§ **Task objective**: An exact copy of the entries below is the expected answer.
----- Material for this task -----
//! minsketch: a count-min sketch family for approximate frequency counting
//! and top-N tracking over a stream of hashable items.
//!
//! Implements plain and conservative-update count-min sketches, a
//! double-hashing ("hash pair") variant, bounded top-N tracking via an
//! indexed min-heap, lossy periodic decay, count-mean-min and least-squares
//! refinement of the tracked top-N counts, a multi-copy sketch sharing one
//! hash generator, and an exact-counting accelerator that can sit in front
//! of any of the above.

#![warn(missing_docs)]
#![warn(clippy::all)]

pub mod common;
pub mod frequency;

pub use common::{hash, Result, SketchError};
pub use frequency::{
    ConservativeUpdateStrategy, DoubleHashingStrategy, Estimator, FrequencySketch,
    HashingStrategy, LossyStrategy, MultiHashPairTopNCms, NaiveHashingStrategy,
    NaiveUpdateStrategy, Sketch, SketchCounterHybrid, SketchTable, ThresholdFunction,
    TopNTracker, UniversalHashFunction, UniversalHashFunctionGenerator, UpdateStrategy,
    DEFAULT_BATCH_SIZE,
};

/// Error types and result aliases for sketch operations
pub mod error {
    pub use crate::common::{Result, SketchError};
}

#[cfg(test)]
mod tests {
    use super::*;

    #[test]
    fn library_compiles_and_basic_sketch_works() {
        let mut sketch = Sketch::<&str>::count_min(0.01, 0.01).unwrap();
        sketch.insert("x", 3);
        assert!(sketch.get(&"x") >= 3);
    }
}
//! Periodic whole-table decrement ("lossy counting"), run once per insert to
//! bound a sketch's effective memory by forgetting small counts over time.

use super::table::SketchTable;

/// Selects the decrement threshold applied at the end of each decay window.
#[derive(Debug, Clone, Copy, PartialEq)]
pub enum ThresholdFunction {
    /// Never decrement (the no-op lossy strategy disables forgetting entirely).
    None,
    /// LCU-1: always decrement counters equal to exactly 1.
    One,
    /// LCU-WS: decrement counters up to the number of windows seen so far.
    WindowSize,
    /// LCU-SWS: decrement counters up to the square root of the window count.
    SqrtWindowSize,
}

impl ThresholdFunction {
    fn threshold(&self, window_count: u64) -> f64 {
        match self {
            ThresholdFunction::None => f64::INFINITY,
            ThresholdFunction::One => 1.0,
            ThresholdFunction::WindowSize => window_count as f64,
            ThresholdFunction::SqrtWindowSize => (window_count as f64).sqrt(),
        }
    }
}

/// Runs before every insert. Every `window_size = 1/gamma` inserts, advances
/// to a new decay window and decrements every table counter in
/// `(0, threshold(window_count)]`.
///
/// With `threshold_func` set to [`ThresholdFunction::None`] this is LCU-ALL:
/// a no-op strategy, matching a sketch configured to never forget.
pub struct LossyStrategy {
    window_size: f64,
    threshold_func: ThresholdFunction,
    count: f64,
    window_count: u64,
}

impl LossyStrategy {
    /// Build a strategy decaying every `1/gamma` inserts using `threshold_func`.
    pub fn new(gamma: f64, threshold_func: ThresholdFunction) -> Self {
        Self {
            window_size: 1.0 / gamma,
            threshold_func,
            count: 0.0,
            window_count: 0,
        }
    }

    /// Build a strategy that never decrements (LCU-ALL).
    pub fn none() -> Self {
        Self::new(1.0, ThresholdFunction::None)
    }

    /// Called once per insert, before the update strategy is applied.
    pub fn tick(&mut self, table: &mut dyn SketchTable) {
        if matches!(self.threshold_func, ThresholdFunction::None) {
            return;
        }
        self.count += 1.0;
        if self.count > self.window_size {
            self.count = 0.0;
            self.window_count += 1;
            let threshold = self.threshold_func.threshold(self.window_count);
            table.decrement_all(0, threshold);
        }
    }

    /// Number of decay windows elapsed so far.
    pub fn window_count(&self) -> u64 {
        self.window_count
    }
}

#[cfg(test)]
mod tests {
    use super::*;
    use crate::frequency::table::DenseTable;

    #[test]
    fn none_strategy_never_decrements() {
        let mut table = DenseTable::new(1, 4);
        table.increment(0, 0, 1).unwrap();
        let mut lossy = LossyStrategy::none();
        for _ in 0..100 {
            lossy.tick(&mut table);
        }
        assert_eq!(table.get(0, 0), 1);
        assert_eq!(lossy.window_count(), 0);
    }

    #[test]
    fn one_threshold_decrements_only_counters_at_one() {
        let mut table = DenseTable::new(1, 2);
        table.increment(0, 0, 1).unwrap();
        table.increment(0, 1, 5).unwrap();
        let mut lossy = LossyStrategy::new(1.0, ThresholdFunction::One);
        lossy.tick(&mut table); // count=1, not yet > window_size(1.0)
        lossy.tick(&mut table); // count=2 > 1.0 -> window advances, decrement
        assert_eq!(table.get(0, 0), 0);
        assert_eq!(table.get(0, 1), 5);
        assert_eq!(lossy.window_count(), 1);
    }

    #[test]
    fn window_size_threshold_grows_with_window_count() {
        let mut table = DenseTable::new(1, 1);
        table.increment(0, 0, 10).unwrap();
        let mut lossy = LossyStrategy::new(1.0, ThresholdFunction::WindowSize);
        lossy.tick(&mut table);
        lossy.tick(&mut table); // window_count -> 1, threshold 1, no effect on v=10
        assert_eq!(table.get(0, 0), 10);
    }
}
-----
§ **Written response**:
//! minsketch: a count-min sketch family for approximate frequency counting
//! and top-N tracking over a stream of hashable items.
//!
//! Implements plain and conservative-update count-min sketches, a
//! double-hashing ("hash pair") variant, bounded top-N tracking via an
//! indexed min-heap, lossy periodic decay, count-mean-min and least-squares
//! refinement of the tracked top-N counts, a multi-copy sketch sharing one
//! hash generator, and an exact-counting accelerator that can sit in front
//! of any of the above.

#![warn(missing_docs)]
#![warn(clippy::all)]

pub mod common;
pub mod frequency;

pub use common::{hash, Result, SketchError};
pub use frequency::{
    ConservativeUpdateStrategy, DoubleHashingStrategy, Estimator, FrequencySketch,
    HashingStrategy, LossyStrategy, MultiHashPairTopNCms, NaiveHashingStrategy,
    NaiveUpdateStrategy, Sketch, SketchCounterHybrid, SketchTable, ThresholdFunction,
    TopNTracker, UniversalHashFunction, UniversalHashFunctionGenerator, UpdateStrategy,
    DEFAULT_BATCH_SIZE,
};

/// Error types and result aliases for sketch operations
pub mod error {
    pub use crate::common::{Result, SketchError};
}

#[cfg(test)]
mod tests {
    use super::*;

    #[test]
    fn library_compiles_and_basic_sketch_works() {
        let mut sketch = Sketch::<&str>::count_min(0.01, 0.01).unwrap();
        sketch.insert("x", 3);
        assert!(sketch.get(&"x") >= 3);
    }
}
//! Periodic whole-table decrement ("lossy counting"), run once per insert to
//! bound a sketch's effective memory by forgetting small counts over time.

use super::table::SketchTable;

/// Selects the decrement threshold applied at the end of each decay window.
#[derive(Debug, Clone, Copy, PartialEq)]
pub enum ThresholdFunction {
    /// Never decrement (the no-op lossy strategy disables forgetting entirely).
    None,
    /// LCU-1: always decrement counters equal to exactly 1.
    One,
    /// LCU-WS: decrement counters up to the number of windows seen so far.
    WindowSize,
    /// LCU-SWS: decrement counters up to the square root of the window count.
    SqrtWindowSize,
}

impl ThresholdFunction {
    fn threshold(&self, window_count: u64) -> f64 {
        match self {
            ThresholdFunction::None => f64::INFINITY,
            ThresholdFunction::One => 1.0,
            ThresholdFunction::WindowSize => window_count as f64,
            ThresholdFunction::SqrtWindowSize => (window_count as f64).sqrt(),
        }
    }
}

/// Runs before every insert. Every `window_size = 1/gamma` inserts, advances
/// to a new decay window and decrements every table counter in
/// `(0, threshold(window_count)]`.
///
/// With `threshold_func` set to [`ThresholdFunction::None`] this is LCU-ALL:
/// a no-op strategy, matching a sketch configured to never forget.
pub struct LossyStrategy {
    window_size: f64,
    threshold_func: ThresholdFunction,
    count: f64,
    window_count: u64,
}

impl LossyStrategy {
    /// Build a strategy decaying every `1/gamma` inserts using `threshold_func`.
    pub fn new(gamma: f64, threshold_func: ThresholdFunction) -> Self {
        Self {
            window_size: 1.0 / gamma,
            threshold_func,
            count: 0.0,
            window_count: 0,
        }
    }

    /// Build a strategy that never decrements (LCU-ALL).
    pub fn none() -> Self {
        Self::new(1.0, ThresholdFunction::None)
    }

    /// Called once per insert, before the update strategy is applied.
    pub fn tick(&mut self, table: &mut dyn SketchTable) {
        if matches!(self.threshold_func, ThresholdFunction::None) {
            return;
        }
        self.count += 1.0;
        if self.count > self.window_size {
            self.count = 0.0;
            self.window_count += 1;
            let threshold = self.threshold_func.threshold(self.window_count);
            table.decrement_all(0, threshold);
        }
    }

    /// Number of decay windows elapsed so far.
    pub fn window_count(&self) -> u64 {
        self.window_count
    }
}

#[cfg(test)]
mod tests {
    use super::*;
    use crate::frequency::table::DenseTable;

    #[test]
    fn none_strategy_never_decrements() {
        let mut table = DenseTable::new(1, 4);
        table.increment(0, 0, 1).unwrap();
        let mut lossy = LossyStrategy::none();
        for _ in 0..100 {
            lossy.tick(&mut table);
        }
        assert_eq!(table.get(0, 0), 1);
        assert_eq!(lossy.window_count(), 0);
    }

    #[test]
    fn one_threshold_decrements_only_counters_at_one() {
        let mut table = DenseTable::new(1, 2);
        table.increment(0, 0, 1).unwrap();
        table.increment(0, 1, 5).unwrap();
        let mut lossy = LossyStrategy::new(1.0, ThresholdFunction::One);
        lossy.tick(&mut table); // count=1, not yet > window_size(1.0)
        lossy.tick(&mut table); // count=2 > 1.0 -> window advances, decrement
        assert_eq!(table.get(0, 0), 0);
        assert_eq!(table.get(0, 1), 5);
        assert_eq!(lossy.window_count(), 1);
    }

    #[test]
    fn window_size_threshold_grows_with_window_count() {
        let mut table = DenseTable::new(1, 1);
        table.increment(0, 0, 10).unwrap();
        let mut lossy = LossyStrategy::new(1.0, ThresholdFunction::WindowSize);
        lossy.tick(&mut table);
        lossy.tick(&mut table); // window_count -> 1, threshold 1, no effect on v=10
        assert_eq!(table.get(0, 0), 10);
    }
}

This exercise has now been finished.